If someone were to stretch the DNA molecule out, it would wrap around the Earth and Moon over 200,000 times, yet most humans use only 1 mile of that DNA. Many biologists like to refer to the DNA that we don’t use as “Junk DNA.”
If it is simply junk, then its a terrible waste of space, does nature really function with such inefficiency, or are there pieces of our DNA that we haven’t learned to use yet?
It is likely that the extra DNA plays some role, or at least has the potential to play a role, in our development as life forms. It is up to each of us to train our minds to live in a the proper manner, so that we may activate the parts of our DNA that lie dormant.
Jumping ‘Junk’ DNA May Fuel Mammalian Evolution
Thousands of newly identified junk DNA fragments may play a role in embryonic development
Tiny, jumping bits of DNA are looking less like genomic junk and more like significant players in mammalian evolution, according to a new analysis.
Researchers have uncovered more than 10,000 short stretches of what may be functional DNA in parts of the human genome with no obvious role—the so-called junk DNA that makes up 95 percent of the genome. The segments appear to be fragments of transposons, pieces of DNA capable of copying themselves and inserting into new locations, up to millions of times.
“One of the big questions is: Where does novel functional DNA come about in the genome?” says evolutionary developmental biologist Gill Bejerano of Stanford University, a member of the team that performed the study. “We think we’ve hit on a force here that was underappreciated before.”
Bejerano and his colleagues identified the transposon fragments by looking for sequences of junk DNA that were nearly identical across six mammalian species—human, chimp, rhesus monkey, dog, mouse and rat. Researchers consider such similarities a sign that evolution preserved DNA for some function, otherwise small errors would accumulate.

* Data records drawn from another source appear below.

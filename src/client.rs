//! The client facade tying credential decoration, refresh, and failover together.
//!
//! Every call follows the same pipeline: the [`RequestDecorator`] resolves the active
//! credential (refreshing it first when it is about to expire), the
//! [`MultiEndpointExecutor`] runs the request across the candidate endpoints, and any
//! failure the [`FailureClassifier`] marks for refresh goes to the [`TokenRefresher`] for a
//! single replay. A credential that cannot be recovered is cleared from the store and
//! reported as [`Error::AuthRejected`]. A proactive refresh that fails while the access token
//! is still valid keeps the session.

// crates.io
use ::http::{
	HeaderMap, Method, Request,
	header::{ACCEPT, CONTENT_TYPE, HeaderName, HeaderValue},
};
use serde::de::DeserializeOwned;
use tokio::sync::broadcast;
// self
#[cfg(feature = "reqwest")] use crate::http::ReqwestTransport;
use crate::{
	_prelude::*,
	auth::{Credential, Principal, TokenSecret},
	classify::FailureClassifier,
	config::ClientConfig,
	decorate::{ActiveCredential, RequestDecorator},
	endpoint::{self, EndpointRegistry},
	error::ConfigError,
	event::{ClientEvent, EventBus},
	executor::{Execution, MultiEndpointExecutor, RetryBudget},
	http::{ApiRequest, ApiResponse, HttpTransport},
	obs::{self, OpKind, OpOutcome, OpSpan, trace_event},
	refresh::{RefreshMetrics, RefreshRequest, RefreshedTokens, TokenRefresher},
	store::TokenStore,
};

const APPLICATION_JSON: &str = "application/json";

/// Description of one logical backend call, replayable against any endpoint.
#[derive(Clone, Debug)]
pub struct ApiCall {
	method: Method,
	path: String,
	headers: HeaderMap,
	body: Vec<u8>,
	anonymous: bool,
}
impl ApiCall {
	/// Creates a call for `method` on `path`, relative to the endpoint base.
	pub fn new(method: Method, path: impl Into<String>) -> Self {
		Self {
			method,
			path: path.into(),
			headers: HeaderMap::new(),
			body: Vec::new(),
			anonymous: false,
		}
	}

	/// `GET path`.
	pub fn get(path: impl Into<String>) -> Self {
		Self::new(Method::GET, path)
	}

	/// `POST path`.
	pub fn post(path: impl Into<String>) -> Self {
		Self::new(Method::POST, path)
	}

	/// `PUT path`.
	pub fn put(path: impl Into<String>) -> Self {
		Self::new(Method::PUT, path)
	}

	/// `DELETE path`.
	pub fn delete(path: impl Into<String>) -> Self {
		Self::new(Method::DELETE, path)
	}

	/// Serializes `body` as the JSON payload.
	pub fn json<B>(mut self, body: &B) -> Result<Self, ConfigError>
	where
		B: ?Sized + Serialize,
	{
		self.body = serde_json::to_vec(body).map_err(ConfigError::Serialize)?;
		self.headers.insert(CONTENT_TYPE, HeaderValue::from_static(APPLICATION_JSON));

		Ok(self)
	}

	/// Adds a header sent with every attempt.
	pub fn header(mut self, name: HeaderName, value: HeaderValue) -> Self {
		self.headers.append(name, value);

		self
	}

	/// Sends the call without a bearer credential and without refresh handling.
	pub fn anonymous(mut self) -> Self {
		self.anonymous = true;

		self
	}

	/// HTTP method of the call.
	pub fn method(&self) -> &Method {
		&self.method
	}

	/// Path relative to the endpoint base.
	pub fn path(&self) -> &str {
		&self.path
	}

	/// Whether the call skips credential handling.
	pub fn is_anonymous(&self) -> bool {
		self.anonymous
	}

	/// Binds the call to `base`, producing a fresh request.
	pub fn build(&self, base: &Url) -> Result<ApiRequest> {
		let url = endpoint::resolve(base, &self.path)?;
		let mut request = Request::builder()
			.method(self.method.clone())
			.uri(url.as_str())
			.header(ACCEPT, APPLICATION_JSON)
			.body(self.body.clone())
			.map_err(ConfigError::from)?;

		for (name, value) in &self.headers {
			request.headers_mut().insert(name, value.clone());
		}

		Ok(request)
	}
}

/// Resilient backend client owned by one application instance.
pub struct ApiClient<T>
where
	T: ?Sized + HttpTransport,
{
	config: Arc<ClientConfig>,
	store: Arc<dyn TokenStore>,
	decorator: RequestDecorator,
	refresher: Arc<TokenRefresher>,
	executor: Arc<MultiEndpointExecutor<T>>,
	events: EventBus,
}
#[cfg(feature = "reqwest")]
impl ApiClient<ReqwestTransport> {
	/// Creates a client backed by a reqwest transport whose connect timeout matches the
	/// configured request timeout.
	pub fn new(config: ClientConfig, store: Arc<dyn TokenStore>) -> Result<Self> {
		let transport = ReqwestTransport::with_connect_timeout(config.request_timeout)?;

		Ok(Self::with_transport(config, store, transport))
	}
}
impl<T> ApiClient<T>
where
	T: ?Sized + HttpTransport,
{
	/// Creates a client that reuses the caller-provided transport.
	pub fn with_transport(
		config: ClientConfig,
		store: Arc<dyn TokenStore>,
		transport: impl Into<Arc<T>>,
	) -> Self {
		let events = EventBus::new();
		let registry = Arc::new(config.registry());
		let executor =
			MultiEndpointExecutor::new(transport.into(), registry, &config, events.clone());
		let refresher = TokenRefresher::new(store.clone(), config.default_token_lifetime)
			.with_events(events.clone());

		Self {
			decorator: RequestDecorator::new(store.clone(), config.principal_policy),
			config: Arc::new(config),
			store,
			refresher: Arc::new(refresher),
			executor: Arc::new(executor),
			events,
		}
	}

	/// Replaces the failure classifier. Call before the client is cloned.
	pub fn with_classifier(mut self, classifier: Arc<dyn FailureClassifier>) -> Self {
		let executor = MultiEndpointExecutor::new(
			self.executor.transport().clone(),
			self.executor.registry().clone(),
			&self.config,
			self.events.clone(),
		)
		.with_classifier(classifier);

		self.executor = Arc::new(executor);

		self
	}

	/// Validated configuration.
	pub fn config(&self) -> &ClientConfig {
		&self.config
	}

	/// Endpoint registry shared by every call of this client.
	pub fn registry(&self) -> &EndpointRegistry {
		self.executor.registry()
	}

	/// Refresh counters for this client.
	pub fn refresh_metrics(&self) -> &RefreshMetrics {
		self.refresher.metrics()
	}

	/// Subscribes to [`ClientEvent`] notifications.
	pub fn subscribe(&self) -> broadcast::Receiver<ClientEvent> {
		self.events.subscribe()
	}

	/// Stores `credential` as the session of `principal`.
	pub async fn sign_in(&self, principal: Principal, credential: Credential) -> Result<()> {
		self.store.save(principal, credential).await?;

		trace_event!(info, principal = principal.as_str(), "signed in");

		Ok(())
	}

	/// Removes the session of `principal`, returning the credential that was stored.
	pub async fn sign_out(&self, principal: Principal) -> Result<Option<Credential>> {
		let removed = self.store.clear(principal).await?;

		trace_event!(info, principal = principal.as_str(), "signed out");

		Ok(removed)
	}

	/// Credential the next call would present, without refreshing it.
	pub async fn active_credential(&self) -> Result<Option<ActiveCredential>> {
		self.decorator.active().await
	}

	/// Sends `call` through the full pipeline and returns the 2xx response.
	pub async fn send(&self, call: ApiCall) -> Result<ApiResponse> {
		const KIND: OpKind = OpKind::Request;

		let span = OpSpan::new(KIND, "send");

		obs::record_op_outcome(KIND, OpOutcome::Attempt);

		let result = span.instrument(self.send_inner(&call)).await;

		obs::record_result(KIND, &result);

		result
	}

	/// Sends `call` and decodes the JSON response body.
	pub async fn send_json<R>(&self, call: ApiCall) -> Result<R>
	where
		R: DeserializeOwned,
	{
		let response = self.send(call).await?;

		decode_json(&response)
	}

	/// `GET path`, decoding the JSON response.
	pub async fn get_json<R>(&self, path: &str) -> Result<R>
	where
		R: DeserializeOwned,
	{
		self.send_json(ApiCall::get(path)).await
	}

	/// `POST path` with a JSON `body`, decoding the JSON response.
	pub async fn post_json<B, R>(&self, path: &str, body: &B) -> Result<R>
	where
		B: ?Sized + Serialize,
		R: DeserializeOwned,
	{
		self.send_json(ApiCall::post(path).json(body)?).await
	}

	/// `PUT path` with a JSON `body`, decoding the JSON response.
	pub async fn put_json<B, R>(&self, path: &str, body: &B) -> Result<R>
	where
		B: ?Sized + Serialize,
		R: DeserializeOwned,
	{
		self.send_json(ApiCall::put(path).json(body)?).await
	}

	/// `DELETE path`, discarding the response body.
	pub async fn delete(&self, path: &str) -> Result<()> {
		self.send(ApiCall::delete(path)).await.map(|_| ())
	}

	/// Health-checks a single endpoint.
	pub async fn probe(&self, endpoint: &Url) -> Result<()> {
		let span = OpSpan::new(OpKind::Probe, "probe");
		let result = span.instrument(self.executor.probe(endpoint)).await;

		obs::record_result(OpKind::Probe, &result);

		result
	}

	/// Probes the candidates and promotes the first healthy one.
	pub async fn find_reachable(&self) -> Result<Url> {
		let span = OpSpan::new(OpKind::Probe, "find_reachable");
		let result = span.instrument(self.executor.find_reachable()).await;

		obs::record_result(OpKind::Probe, &result);

		result
	}

	async fn send_inner(&self, call: &ApiCall) -> Result<ApiResponse> {
		let mut budget = RetryBudget::new(self.executor.registry().len());
		let mut active = if call.is_anonymous() { None } else { self.authorize().await? };

		loop {
			let token = active.as_ref().map(ActiveCredential::access_token);
			let (err, replay) = match self
				.executor
				.execute(|endpoint| call.build(endpoint), &mut budget, token)
				.await
			{
				Ok(Execution::Completed(response)) => return Ok(response),
				Ok(Execution::RefreshRequested(err)) => (err, !budget.auth_retried()),
				Err(err @ Error::AuthExpired) => (err, false),
				Err(err) => return Err(err),
			};

			match (active.take(), replay) {
				(Some(current), true) => {
					trace_event!(
						debug,
						principal = current.principal.as_str(),
						error = %err,
						"request needs a fresh credential; refreshing and replaying"
					);

					budget.mark_auth_retried();

					active = Some(self.refresh(current).await?);
				},
				(Some(current), false) => {
					let reason = if budget.auth_retried() {
						"backend rejected the refreshed access token"
					} else {
						"backend rejected the access token"
					};

					return Err(self.reject(current.principal, reason).await);
				},
				(None, _) if call.is_anonymous() => return Err(err),
				(None, _) => return Err(Error::auth_rejected(None, "no credential is available")),
			}
		}
	}

	async fn authorize(&self) -> Result<Option<ActiveCredential>> {
		let Some(active) = self.decorator.active().await? else {
			return Ok(None);
		};
		let now = OffsetDateTime::now_utc();
		let credential = &active.credential;

		if credential.is_expired_at(now) {
			return self.refresh(active).await.map(Some);
		}
		if credential.can_refresh() && credential.needs_refresh_at(now, self.config.refresh_skew) {
			// The current token stays usable until it expires or the backend rejects it.
			match self.renew(&active).await {
				Ok(credential) =>
					return Ok(Some(ActiveCredential { principal: active.principal, credential })),
				Err(err) => {
					trace_event!(
						warn,
						principal = active.principal.as_str(),
						error = %err,
						"proactive refresh failed; keeping the current access token"
					);

					#[cfg(not(feature = "tracing"))]
					let _ = err;
				},
			}
		}

		Ok(Some(active))
	}

	async fn refresh(&self, current: ActiveCredential) -> Result<ActiveCredential> {
		let principal = current.principal;

		match self.renew(&current).await {
			Ok(credential) => Ok(ActiveCredential { principal, credential }),
			Err(Error::AuthRejected { reason, .. }) => Err(self.reject(principal, reason).await),
			Err(other) => Err(self.reject(principal, other.to_string()).await),
		}
	}

	async fn renew(&self, current: &ActiveCredential) -> Result<Credential> {
		self.refresher
			.refresh(current.principal, &current.credential, |principal, refresh_token| {
				self.exchange(principal, refresh_token)
			})
			.await
	}

	async fn exchange(
		&self,
		principal: Principal,
		refresh_token: TokenSecret,
	) -> Result<RefreshedTokens> {
		let call = ApiCall::post(self.config.refresh_path(principal))
			.json(&RefreshRequest { refresh_token: refresh_token.expose() })?
			.anonymous();
		let mut budget = RetryBudget::new(self.executor.registry().len());
		let response = self
			.executor
			.execute(|endpoint| call.build(endpoint), &mut budget, None)
			.await?
			.into_response()?;

		decode_json(&response)
	}

	async fn reject(&self, principal: Principal, reason: impl Into<String>) -> Error {
		match self.store.clear(principal).await {
			Ok(Some(_)) => {
				trace_event!(
					warn,
					principal = principal.as_str(),
					"credential cleared; re-authentication required"
				);

				self.events.emit(ClientEvent::ReauthenticationRequired { principal });
			},
			Ok(None) => {},
			Err(err) => {
				trace_event!(
					warn,
					principal = principal.as_str(),
					error = %err,
					"failed to clear rejected credential"
				);
			},
		}

		Error::auth_rejected(Some(principal), reason)
	}
}
impl<T> Clone for ApiClient<T>
where
	T: ?Sized + HttpTransport,
{
	fn clone(&self) -> Self {
		Self {
			config: self.config.clone(),
			store: self.store.clone(),
			decorator: self.decorator.clone(),
			refresher: self.refresher.clone(),
			executor: self.executor.clone(),
			events: self.events.clone(),
		}
	}
}
impl<T> Debug for ApiClient<T>
where
	T: ?Sized + HttpTransport,
{
	fn fmt(&self, f: &mut Formatter) -> FmtResult {
		f.debug_struct("ApiClient")
			.field("config", &self.config)
			.field("decorator", &self.decorator)
			.field("refresher", &self.refresher)
			.finish()
	}
}

/// Decodes a JSON response body; an empty body decodes as `null`.
pub fn decode_json<R>(response: &ApiResponse) -> Result<R>
where
	R: DeserializeOwned,
{
	let body = if response.body().is_empty() { b"null".as_slice() } else { response.body() };
	let mut deserializer = serde_json::Deserializer::from_slice(body);

	serde_path_to_error::deserialize(&mut deserializer)
		.map_err(|source| Error::Decode { source, status: response.status().as_u16() })
}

They compared the conserved sequences with those found in the chicken genome to weed out any that were present before mammals evolved. They discovered that 5 percent of the uniquely mammalian elements were similar in sequence to transposons. Bejerano says the source of the remaining 95 percent is unclear.
Although found in so-called gene deserts, where genes are sparse, the conserved transposon elements lay within striking distance of genes active during embryonic development, including all known members of a biochemical pathway that helps cells stick to one another.
The actual functions of the conserved elements remain untested, but the proximity suggests that evolution may have harnessed the bits of junk DNA to control the activities of the nearby genes, Bejerano says.
In this way, genes might become active in new places or at new times, contributing to the differences between species. Researchers had turned up a few examples of conserved transposon elements before, but they were isolated cases, says Bejerano. “This is a genome-wide phenomenon that appears to play a significant role.”
Nevertheless, 95 percent of the mysterious conserved junk DNA remains. Next up: figuring out where it comes from.